▶ **Task description**
Transcribe each line below without altering anything.

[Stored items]
--------

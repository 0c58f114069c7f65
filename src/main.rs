use std::sync::Arc;

use tokio::net::TcpListener;
use tokio::sync::Semaphore;
use tracing::info;

use slotbook::compactor;
use slotbook::config::Config;
use slotbook::engine::Engine;
use slotbook::observability;
use slotbook::store::InMemoryStore;
use slotbook::wire;

#[tokio::main]
async fn main() -> Result<(), Box<dyn std::error::Error>> {
    tracing_subscriber::fmt::init();

    let config = Config::from_env()?;
    observability::init(config.metrics_port)?;

    let tls_acceptor = slotbook::tls::load_tls_acceptor(config.tls_files())?;

    // Ensure data directory exists
    std::fs::create_dir_all(&config.data_dir)?;

    let store = Arc::new(InMemoryStore::open(config.wal_path(), config.store_options())?);
    let engine = Arc::new(Engine::with_store(store.clone(), config.working_hours));

    let compactor_store = store.clone();
    let threshold = config.compact_threshold;
    tokio::spawn(async move {
        compactor::run_compactor(compactor_store, threshold).await;
    });

    let max_connections = config.max_connections;
    let semaphore = Arc::new(Semaphore::new(max_connections));

    let addr = config.listen_addr();
    let listener = TcpListener::bind(&addr).await?;
    info!("slotbook listening on {addr}");
    info!("  data_dir: {}", config.data_dir.display());
    info!("  max_connections: {max_connections}");
    info!(
        "  working_hours: {}-{}",
        config.working_hours.start.format("%H:%M"),
        config.working_hours.end.format("%H:%M")
    );
    info!("  range_exclusion: {}", if config.range_exclusion { "on" } else { "off" });
    info!("  tls: {}", if tls_acceptor.is_some() { "enabled" } else { "disabled" });
    info!(
        "  metrics: {}",
        config
            .metrics_port
            .map_or("disabled".to_string(), |p| format!("http://0.0.0.0:{p}/metrics"))
    );

    // Graceful shutdown: stop accepting on SIGTERM/ctrl-c, drain in-flight connections
    #[cfg(unix)]
    let mut sigterm = tokio::signal::unix::signal(tokio::signal::unix::SignalKind::terminate())?;
    let shutdown = async {
        let ctrl_c = tokio::signal::ctrl_c();
        #[cfg(unix)]
        {
            tokio::select! {
                _ = ctrl_c => {}
                _ = sigterm.recv() => {}
            }
        }
        #[cfg(not(unix))]
        {
            ctrl_c.await.ok();
        }
    };
    tokio::pin!(shutdown);

    loop {
        tokio::select! {
            result = listener.accept() => {
                let (socket, peer) = match result {
                    Ok(conn) => conn,
                    Err(e) => {
                        tracing::error!("accept error: {e}");
                        continue;
                    }
                };

                let permit = match semaphore.clone().try_acquire_owned() {
                    Ok(permit) => permit,
                    Err(_) => {
                        tracing::warn!("connection limit reached, rejecting {peer}");
                        metrics::counter!(observability::CONNECTIONS_REJECTED_TOTAL).increment(1);
                        drop(socket);
                        continue;
                    }
                };

                info!("connection from {peer}");
                metrics::counter!(observability::CONNECTIONS_TOTAL).increment(1);
                metrics::gauge!(observability::CONNECTIONS_ACTIVE).increment(1.0);
                let engine = engine.clone();
                let tls = tls_acceptor.clone();

                tokio::spawn(async move {
                    let _permit = permit; // held until connection closes
                    if let Err(e) = wire::process_connection(socket, engine, tls).await {
                        tracing::error!("connection error from {peer}: {e}");
                    }
                    metrics::gauge!(observability::CONNECTIONS_ACTIVE).decrement(1.0);
                });
            }
            _ = &mut shutdown => {
                info!("shutdown signal received, stopping accept loop");
                break;
            }
        }
    }

    // Wait for in-flight connections to finish (up to 10s)
    info!("draining connections...");
    let drain_deadline = tokio::time::sleep(std::time::Duration::from_secs(10));
    tokio::pin!(drain_deadline);

    loop {
        if semaphore.available_permits() == max_connections {
            info!("all connections drained");
            break;
        }
        tokio::select! {
            _ = &mut drain_deadline => {
                let remaining = max_connections - semaphore.available_permits();
                tracing::warn!("drain timeout, {remaining} connections still open");
                break;
            }
            _ = tokio::time::sleep(std::time::Duration::from_millis(100)) => {}
        }
    }

    info!("slotbook stopped");
    Ok(())
}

--------

▶ **Task result**
repository 0c58f114069c7f65
filename src/main.rs
use std::sync::Arc;

use tokio::net::TcpListener;
use tokio::sync::Semaphore;
use tracing::info;

use slotbook::compactor;
use slotbook::config::Config;
use slotbook::engine::Engine;
use slotbook::observability;
use slotbook::store::InMemoryStore;
use slotbook::wire;

#[tokio::main]
async fn main() -> Result<(), Box<dyn std::error::Error>> {
    tracing_subscriber::fmt::init();

    let config = Config::from_env()?;
    observability::init(config.metrics_port)?;

    let tls_acceptor = slotbook::tls::load_tls_acceptor(config.tls_files())?;

    // Ensure data directory exists
    std::fs::create_dir_all(&config.data_dir)?;

    let store = Arc::new(InMemoryStore::open(config.wal_path(), config.store_options())?);
    let engine = Arc::new(Engine::with_store(store.clone(), config.working_hours));

    let compactor_store = store.clone();
    let threshold = config.compact_threshold;
    tokio::spawn(async move {
        compactor::run_compactor(compactor_store, threshold).await;
    });

    let max_connections = config.max_connections;
    let semaphore = Arc::new(Semaphore::new(max_connections));

    let addr = config.listen_addr();
    let listener = TcpListener::bind(&addr).await?;
    info!("slotbook listening on {addr}");
    info!("  data_dir: {}", config.data_dir.display());
    info!("  max_connections: {max_connections}");
    info!(
        "  working_hours: {}-{}",
        config.working_hours.start.format("%H:%M"),
        config.working_hours.end.format("%H:%M")
    );
    info!("  range_exclusion: {}", if config.range_exclusion { "on" } else { "off" });
    info!("  tls: {}", if tls_acceptor.is_some() { "enabled" } else { "disabled" });
    info!(
        "  metrics: {}",
        config
            .metrics_port
            .map_or("disabled".to_string(), |p| format!("http://0.0.0.0:{p}/metrics"))
    );

    // Graceful shutdown: stop accepting on SIGTERM/ctrl-c, drain in-flight connections
    #[cfg(unix)]
    let mut sigterm = tokio::signal::unix::signal(tokio::signal::unix::SignalKind::terminate())?;
    let shutdown = async {
        let ctrl_c = tokio::signal::ctrl_c();
        #[cfg(unix)]
        {
            tokio::select! {
                _ = ctrl_c => {}
                _ = sigterm.recv() => {}
            }
        }
        #[cfg(not(unix))]
        {
            ctrl_c.await.ok();
        }
    };
    tokio::pin!(shutdown);

    loop {
        tokio::select! {
            result = listener.accept() => {
                let (socket, peer) = match result {
                    Ok(conn) => conn,
                    Err(e) => {
                        tracing::error!("accept error: {e}");
                        continue;
                    }
                };

                let permit = match semaphore.clone().try_acquire_owned() {
                    Ok(permit) => permit,
                    Err(_) => {
                        tracing::warn!("connection limit reached, rejecting {peer}");
                        metrics::counter!(observability::CONNECTIONS_REJECTED_TOTAL).increment(1);
                        drop(socket);
                        continue;
                    }
                };

                info!("connection from {peer}");
                metrics::counter!(observability::CONNECTIONS_TOTAL).increment(1);
                metrics::gauge!(observability::CONNECTIONS_ACTIVE).increment(1.0);
                let engine = engine.clone();
                let tls = tls_acceptor.clone();

                tokio::spawn(async move {
                    let _permit = permit; // held until connection closes
                    if let Err(e) = wire::process_connection(socket, engine, tls).await {
                        tracing::error!("connection error from {peer}: {e}");
                    }
                    metrics::gauge!(observability::CONNECTIONS_ACTIVE).decrement(1.0);
                });
            }
            _ = &mut shutdown => {
                info!("shutdown signal received, stopping accept loop");
                break;
            }
        }
    }

    // Wait for in-flight connections to finish (up to 10s)
    info!("draining connections...");
    let drain_deadline = tokio::time::sleep(std::time::Duration::from_secs(10));
    tokio::pin!(drain_deadline);

    loop {
        if semaphore.available_permits() == max_connections {
            info!("all connections drained");
            break;
        }
        tokio::select! {
            _ = &mut drain_deadline => {
                let remaining = max_connections - semaphore.available_permits();
                tracing::warn!("drain timeout, {remaining} connections still open");
                break;
            }
            _ = tokio::time::sleep(std::time::Duration::from_millis(100)) => {}
        }
    }

    info!("slotbook stopped");
    Ok(())
}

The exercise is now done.